* **WORK INSTRUCTION**
In the listing that follows, tally the lines containing "iter"; give the count and nothing more.

※

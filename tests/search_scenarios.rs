//! End-to-end search scenarios over a real temp-dir corpus.

use codequery_lib::config::{AppConfig, EmbedderKind, FusionStrategy, Normalization};
use codequery_lib::lexical::{LexicalIndex, LexicalSearchOptions};
use codequery_lib::service::SearchService;
use codequery_lib::types::{CancelToken, HitSource, SearchFilters, SearchRequest};
use std::fs;
use std::path::{Path, PathBuf};
use std::sync::Arc;
use tempfile::TempDir;

fn write_file(dir: &Path, name: &str, content: &str) -> PathBuf {
    let path = dir.join(name);
    if let Some(parent) = path.parent() {
        fs::create_dir_all(parent).unwrap();
    }
    fs::write(&path, content).unwrap();
    path
}

fn test_config(dir: &TempDir) -> AppConfig {
    let mut config = AppConfig::default();
    config.index_root = Some(dir.path().join("index"));
    config.embedding.model = EmbedderKind::Hashed;
    config.embedding.dimension = 64;
    config.embedding.timeout_secs = 0;
    // Keep the weak hashed-embedder similarities out of the way so the
    // scenarios below are driven by the lexical side.
    config.fusion.min_semantic_score = 0.95;
    config
}

fn open_and_index(config: AppConfig, files: &[PathBuf]) -> Arc<SearchService> {
    let service = Arc::new(SearchService::open(config).unwrap());
    let token = CancelToken::new();
    let coordinator = service.new_coordinator("test".to_string(), token);
    let indexed = coordinator.bulk_index(files, |_, _| {}).unwrap();
    assert_eq!(indexed, files.len(), "bulk index should succeed for all files");
    service
}

// S1: exact function name across three languages.
#[test]
fn s1_exact_function_name() {
    let dir = TempDir::new().unwrap();
    let files = vec![
        write_file(
            dir.path(),
            "auth.go",
            "package auth\n\nfunc authenticate(user string) bool {\n\treturn user != \"\"\n}\n",
        ),
        write_file(
            dir.path(),
            "auth.py",
            "def authenticate(user):\n    return bool(user)\n",
        ),
        write_file(
            dir.path(),
            "auth.js",
            "function authenticate(user) {\n  return !!user;\n}\n",
        ),
    ];
    let service = open_and_index(test_config(&dir), &files);

    let request = SearchRequest::new("authenticate").with_top_k(5);
    let response = service.search(&request, &CancelToken::new()).unwrap();

    assert!(response.hits.len() >= 3, "expected >= 3 hits, got {}", response.hits.len());
    let expected: Vec<String> = files.iter().map(|f| f.to_string_lossy().into_owned()).collect();
    assert!(expected.contains(&response.hits[0].file));
    for hit in &response.hits {
        assert!(
            matches!(hit.source, HitSource::Lexical | HitSource::Both),
            "unexpected source {:?} for {}",
            hit.source,
            hit.file
        );
    }
}

// S2: import-of-library query.
#[test]
fn s2_imports_of_library() {
    let dir = TempDir::new().unwrap();
    let files = vec![
        write_file(
            dir.path(),
            "app.js",
            "import chalk from 'chalk';\n\nconsole.log(chalk.green('ok'));\n",
        ),
        write_file(
            dir.path(),
            "tool.js",
            "const chalk = require('chalk');\nmodule.exports = chalk;\n",
        ),
        write_file(dir.path(), "other.js", "console.log('no imports here');\n"),
    ];
    let service = open_and_index(test_config(&dir), &files);

    let parsed = codequery_lib::query::parse_query("imports of chalk");
    assert_eq!(parsed.intent, codequery_lib::query::QueryIntent::Import);
    assert!(parsed.file_patterns.contains(&"*.js".to_string()));

    let request = SearchRequest::new("imports of chalk").with_top_k(10);
    let response = service.search(&request, &CancelToken::new()).unwrap();

    let hit_files: Vec<&str> = response.hits.iter().map(|h| h.file.as_str()).collect();
    assert!(hit_files.iter().any(|f| f.ends_with("app.js")), "missing es6 import file");
    assert!(hit_files.iter().any(|f| f.ends_with("tool.js")), "missing require file");
    assert!(!hit_files.iter().any(|f| f.ends_with("other.js")));
    for hit in &response.hits {
        assert!(matches!(hit.source, HitSource::Lexical | HitSource::Both));
    }
}

// S3: package.json field query.
#[test]
fn s3_json_field_query() {
    let dir = TempDir::new().unwrap();
    let files = vec![
        write_file(
            dir.path(),
            "package.json",
            "{\n  \"name\": \"demo\",\n  \"main\": \"index.js\",\n  \"scripts\": { \"build\": \"tsc\" }\n}\n",
        ),
        write_file(dir.path(), "index.js", "module.exports = {};\n"),
    ];
    let service = open_and_index(test_config(&dir), &files);

    let parsed = codequery_lib::query::parse_query("main field in package.json");
    assert!(parsed.is_json_field_query);

    let request = SearchRequest::new("main field in package.json").with_top_k(5);
    let response = service.search(&request, &CancelToken::new()).unwrap();

    let analytics = response.analytics.as_ref().expect("analytics enabled by default");
    assert!(
        analytics.effective_weight >= 0.85,
        "effective weight {} below the json-field floor",
        analytics.effective_weight
    );
    assert!(!response.hits.is_empty());
    assert!(
        response.hits[0].file.ends_with("package.json"),
        "top hit was {}",
        response.hits[0].file
    );
}

// S6: regex query scores the fixed regex value on the lexical side.
#[test]
fn s6_regex_query() {
    let dir = TempDir::new().unwrap();
    let files = vec![write_file(
        dir.path(),
        "main.go",
        "package main\n\nfunc main() {\n\tprintln(\"hi\")\n}\n",
    )];

    // The lexical contract itself: fixed score 10.0.
    let mut config = test_config(&dir);
    let service = open_and_index(config.clone(), &files);
    let direct = service
        .lexical_handle()
        .search(
            r"func\s+\w+",
            &LexicalSearchOptions {
                use_regex: true,
                ..Default::default()
            },
        )
        .unwrap();
    assert!(!direct.is_empty());
    assert_eq!(direct[0].score, 10.0);

    // End to end with neutral fusion, the fixed score survives.
    config.fusion.strategy = FusionStrategy::WeightedLinear;
    config.fusion.bm25_weight = 1.0;
    config.fusion.adaptive_weighting = false;
    config.fusion.legacy_weight_guards = false;
    config.fusion.normalization = Normalization::None;
    config.fusion.exact_match_boost = 1.0;
    config.fusion.symbol_match_boost = 1.0;
    config.fusion.file_type_boost = 1.0;
    config.fusion.recency_boost = 1.0;
    let service = open_and_index(config, &files);
    let request = SearchRequest::new(r"func\s+\w+").with_top_k(5);
    let response = service.search(&request, &CancelToken::new()).unwrap();
    assert!(!response.hits.is_empty());
    assert_eq!(response.hits[0].score, 10.0);
    assert_eq!(response.hits[0].source, HitSource::Lexical);
}

// P6: top-k contract.
#[test]
fn top_k_contract() {
    let dir = TempDir::new().unwrap();
    let files: Vec<PathBuf> = (0..8)
        .map(|i| {
            write_file(
                dir.path(),
                &format!("file{}.rs", i),
                &format!("fn shared_token_{}() {{ common_marker(); }}\n", i),
            )
        })
        .collect();
    let service = open_and_index(test_config(&dir), &files);

    for top_k in [1, 3, 20] {
        let request = SearchRequest::new("common_marker").with_top_k(top_k);
        let response = service.search(&request, &CancelToken::new()).unwrap();
        assert!(response.hits.len() <= top_k);
        for pair in response.hits.windows(2) {
            assert!(pair[0].score >= pair[1].score, "hits not sorted");
        }
    }
}

#[test]
fn language_filter_restricts_results() {
    let dir = TempDir::new().unwrap();
    let files = vec![
        write_file(dir.path(), "a.go", "func authenticate() {}\n"),
        write_file(dir.path(), "b.py", "def authenticate():\n    pass\n"),
    ];
    let service = open_and_index(test_config(&dir), &files);

    let mut request = SearchRequest::new("authenticate").with_top_k(10);
    request.language = Some("go".to_string());
    let response = service.search(&request, &CancelToken::new()).unwrap();
    assert!(!response.hits.is_empty());
    assert!(response.hits.iter().all(|h| h.file.ends_with("a.go")));
}

#[test]
fn file_pattern_filter_via_request() {
    let dir = TempDir::new().unwrap();
    let files = vec![
        write_file(dir.path(), "a.go", "retry_loop here\n"),
        write_file(dir.path(), "b.py", "retry_loop there\n"),
    ];
    let service = open_and_index(test_config(&dir), &files);

    let mut request = SearchRequest::new("retry_loop").with_top_k(10);
    request.filters = SearchFilters {
        file_patterns: vec!["*.py".to_string()],
        repos: Vec::new(),
    };
    let response = service.search(&request, &CancelToken::new()).unwrap();
    assert!(!response.hits.is_empty());
    assert!(response.hits.iter().all(|h| h.file.ends_with("b.py")));
}

#[test]
fn empty_query_is_bad_request() {
    let dir = TempDir::new().unwrap();
    let service = Arc::new(SearchService::open(test_config(&dir)).unwrap());
    let request = SearchRequest::new("   ");
    let err = service.search(&request, &CancelToken::new()).unwrap_err();
    assert!(matches!(err, codequery_lib::Error::BadQuery(_)));
    assert_eq!(err.exit_code(), 2);
}

#[test]
fn suggest_and_explain() {
    let dir = TempDir::new().unwrap();
    let files = vec![write_file(
        dir.path(),
        "a.rs",
        "fn authenticate() {}\nfn authorize() {}\n",
    )];
    let service = open_and_index(test_config(&dir), &files);

    assert!(service.suggest("a").is_empty(), "below the minimum prefix");
    let suggestions = service.suggest("auth");
    assert!(suggestions.contains(&"authenticate".to_string()));
    assert!(suggestions.len() <= 10);

    let explanation = service.explain("find authenticate in go files");
    assert!(!explanation.is_regex);
    assert!(explanation
        .extracted_keywords
        .contains(&"authenticate".to_string()));
    assert!(explanation.bm25_weight >= 0.0 && explanation.bm25_weight <= 1.0);

    let regex_explanation = service.explain(r"fn\s+\w+");
    assert!(regex_explanation.is_regex);
}

#[test]
fn persisted_index_survives_reopen() {
    let dir = TempDir::new().unwrap();
    let config = test_config(&dir);
    let files = vec![write_file(dir.path(), "a.rs", "fn persistent_marker() {}\n")];
    let service = open_and_index(config.clone(), &files);
    service.save().unwrap();
    drop(service);

    let reopened = Arc::new(SearchService::open(config).unwrap());
    let request = SearchRequest::new("persistent_marker").with_top_k(5);
    let response = reopened.search(&request, &CancelToken::new()).unwrap();
    assert!(!response.hits.is_empty());
    assert!(response.hits[0].file.ends_with("a.rs"));
}

#[test]
fn status_reflects_indexed_files() {
    let dir = TempDir::new().unwrap();
    let files = vec![
        write_file(dir.path(), "a.rs", "fn one() {}\n"),
        write_file(dir.path(), "b.rs", "fn two() {}\n"),
    ];
    let service = open_and_index(test_config(&dir), &files);
    let status = service.index_status();
    assert_eq!(status.total_files, 2);
    assert_eq!(status.indexed_files, 2);
    assert!(status.failed_files.is_empty());
    assert!(status.lexical_progress_pct >= 100.0 - 1e-3);
    assert!(status.last_updated.is_some());
}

※

* **ANSWER AREA**
7